6.1. No Liability of Officers and Directors for Severance Upon Insolvency. Notwithstanding any other provision of the Agreement and intending to be bound by this provision, Mr. Kriebel hereby (a) waives any right to claim payment of amounts owed to him, now or in the future, pursuant to this Agreement from directors or officers of the Company if the Company becomes insolvent, and (b) fully and forever releases and discharges the Company’s officers and directors from any and all claims, demands, liens, actions, suits, causes of action or judgments arising out of any present or future claim for such amounts.
6.2. Successors and Assigns. The Company may assign this Agreement to any successor to all or substantially all of its assets and business by means of liquidation, dissolution, merger, consolidation, transfer of assets, or otherwise. The rights of Mr. Kriebel hereunder are personal to Mr. Kriebel and may not be assigned by him.
6.3. Governing Law. This Agreement shall be governed by and construed in accordance with the laws of the Commonwealth of Pennsylvania without regard to the principles of conflicts of laws.
6.4. Enforcement. Any legal proceeding arising out of or relating to this Agreement will be instituted in the United States District Court for the Eastern District of Pennsylvania, or if that court does not have or will not accept jurisdiction, in any court of general jurisdiction in the Commonwealth of Pennsylvania, and Mr. Kriebel and the Company hereby consent to the personal and exclusive jurisdiction of such courts and hereby waive any objections that they may have to personal jurisdiction, the laying of venue of any such proceeding and any claim or defense of inconvenient forum.
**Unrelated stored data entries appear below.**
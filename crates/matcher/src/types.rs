use index::{
    DocumentKind, DocumentMetadata, IndexError, ScoredDocument, DEFAULT_MIN_SIMILARITY,
};
use semantic::{EmbeddingMethod, SemanticError};
use serde::{Deserialize, Serialize};
use thiserror::Error;

use crate::resolver::{ConfigError, ResolutionWarning};

/// Accepted query length, in characters, after trimming.
pub const MIN_QUERY_CHARS: usize = 2;
pub const MAX_QUERY_CHARS: usize = 1000;

/// Engine-wide search tuning.
#[derive(Debug, Clone, Copy, Serialize, Deserialize, PartialEq)]
#[serde(default)]
pub struct SearchSettings {
    /// Results returned when a request does not ask for a specific count.
    pub top_k: usize,
    /// Upper bound on a request's own `top_k`.
    pub max_top_k: usize,
    /// Noise floor; results below it are dropped.
    pub min_similarity: f32,
}

impl Default for SearchSettings {
    fn default() -> Self {
        Self {
            top_k: 5,
            max_top_k: 50,
            min_similarity: DEFAULT_MIN_SIMILARITY,
        }
    }
}

impl SearchSettings {
    pub fn validate(&self) -> Result<(), MatchError> {
        if self.top_k == 0 {
            return Err(MatchError::InvalidConfig("top_k must be greater than zero".into()));
        }
        if self.max_top_k < self.top_k {
            return Err(MatchError::InvalidConfig(
                "max_top_k must be >= top_k".into(),
            ));
        }
        if !(-1.0..=1.0).contains(&self.min_similarity) {
            return Err(MatchError::InvalidConfig(
                "min_similarity must be between -1.0 and 1.0".into(),
            ));
        }
        Ok(())
    }
}

/// One inbound search.
#[derive(Clone, Default, Serialize, Deserialize, PartialEq)]
#[serde(default)]
pub struct SearchRequest {
    pub query: String,
    /// Caller-supplied remote credential. Never serialized back out.
    #[serde(skip_serializing)]
    pub api_key: Option<String>,
    pub generate_answer: bool,
    pub use_local_server: bool,
    pub top_k: Option<usize>,
    /// Restrict results to one document family.
    pub kind: Option<DocumentKind>,
}

impl std::fmt::Debug for SearchRequest {
    fn fmt(&self, f: &mut std::fmt::Formatter<'_>) -> std::fmt::Result {
        f.debug_struct("SearchRequest")
            .field("query", &self.query)
            .field("api_key", &self.api_key.as_ref().map(|_| "<redacted>"))
            .field("generate_answer", &self.generate_answer)
            .field("use_local_server", &self.use_local_server)
            .field("top_k", &self.top_k)
            .field("kind", &self.kind)
            .finish()
    }
}

impl SearchRequest {
    pub fn new(query: impl Into<String>) -> Self {
        Self {
            query: query.into(),
            ..Default::default()
        }
    }

    pub fn with_api_key(mut self, key: impl Into<String>) -> Self {
        self.api_key = Some(key.into());
        self
    }

    pub fn with_answer(mut self, generate: bool) -> Self {
        self.generate_answer = generate;
        self
    }

    pub fn with_local_server(mut self, enabled: bool) -> Self {
        self.use_local_server = enabled;
        self
    }

    pub fn with_top_k(mut self, top_k: usize) -> Self {
        self.top_k = Some(top_k);
        self
    }

    pub fn with_kind(mut self, kind: DocumentKind) -> Self {
        self.kind = Some(kind);
        self
    }

    /// The non-blank credential, if any.
    pub fn credential(&self) -> Option<&str> {
        self.api_key
            .as_deref()
            .map(str::trim)
            .filter(|k| !k.is_empty())
    }

    /// Returns the trimmed query when its length is acceptable.
    pub fn validate(&self) -> Result<&str, MatchError> {
        let query = self.query.trim();
        let chars = query.chars().count();
        if chars < MIN_QUERY_CHARS {
            return Err(MatchError::InvalidRequest(format!(
                "query must be at least {MIN_QUERY_CHARS} characters"
            )));
        }
        if chars > MAX_QUERY_CHARS {
            return Err(MatchError::InvalidRequest(format!(
                "query must be at most {MAX_QUERY_CHARS} characters, got {chars}"
            )));
        }
        if self.top_k == Some(0) {
            return Err(MatchError::InvalidRequest(
                "top_k must be greater than zero".into(),
            ));
        }
        Ok(query)
    }
}

/// A ranked document as returned to callers.
#[derive(Debug, Clone, PartialEq, Serialize)]
pub struct SearchResult {
    pub id: String,
    pub text: String,
    #[serde(rename = "type")]
    pub kind: DocumentKind,
    pub metadata: DocumentMetadata,
    pub similarity: f32,
    /// Provider that embedded the query.
    pub method: EmbeddingMethod,
}

impl SearchResult {
    pub fn from_scored(scored: ScoredDocument, method: EmbeddingMethod) -> Self {
        let doc = scored.document;
        Self {
            id: doc.id,
            text: doc.text,
            kind: doc.kind,
            metadata: doc.metadata,
            similarity: scored.similarity,
            method,
        }
    }
}

#[derive(Debug, Clone, Copy, PartialEq, Eq, Serialize, Deserialize)]
#[serde(rename_all = "snake_case")]
pub enum SearchStatus {
    Matched,
    /// Nothing cleared the similarity floor. Not a failure.
    NoConfidentMatch,
}

#[derive(Debug, Clone, PartialEq, Serialize)]
pub struct SearchResponse {
    pub results: Vec<SearchResult>,
    pub method_used: EmbeddingMethod,
    pub dimension: usize,
    #[serde(skip_serializing_if = "Option::is_none")]
    pub answer: Option<String>,
    #[serde(skip_serializing_if = "Vec::is_empty")]
    pub warnings: Vec<ResolutionWarning>,
    pub status: SearchStatus,
}

/// Errors surfaced by the search layer.
#[derive(Debug, Error)]
pub enum MatchError {
    #[error("invalid request: {0}")]
    InvalidRequest(String),
    #[error("invalid search config: {0}")]
    InvalidConfig(String),
    #[error("configuration error: {0}")]
    Config(#[from] ConfigError),
    #[error("embedding error: {0}")]
    Semantic(#[from] SemanticError),
    #[error("index error: {0}")]
    Index(#[from] IndexError),
}

impl MatchError {
    /// Remediation text for configuration problems.
    pub fn remediation(&self) -> Option<&'static str> {
        match self {
            MatchError::Config(err) => Some(err.remediation()),
            MatchError::Semantic(SemanticError::ModelNotFound(_)) => Some(
                ConfigError::ModelWeightsMissing { dimension: 0 }.remediation(),
            ),
            MatchError::Index(IndexError::DimensionMismatch { .. })
            | MatchError::Index(IndexError::MissingCollection { .. }) => {
                Some("regenerate embeddings for this dimension")
            }
            _ => None,
        }
    }
}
6.5. Waivers; Separability. The waiver by either party hereto of any right hereunder or any failure to perform or breach by the other party hereto shall not be deemed a waiver of any other right hereunder or any other failure or breach by the other party hereto, whether of the same or a similar nature or otherwise. No waiver shall be deemed to have occurred unless set forth in a writing executed by or on behalf of the waiving party. No such written waiver shall be deemed a continuing waiver unless specifically stated therein, and each such waiver shall operate only as to the specific term or condition waived. If any provision of this Agreement shall be declared to be invalid or unenforceable, in whole or in part, such invalidity or unenforceability shall not affect the remaining provisions hereof which shall remain in full force and effect.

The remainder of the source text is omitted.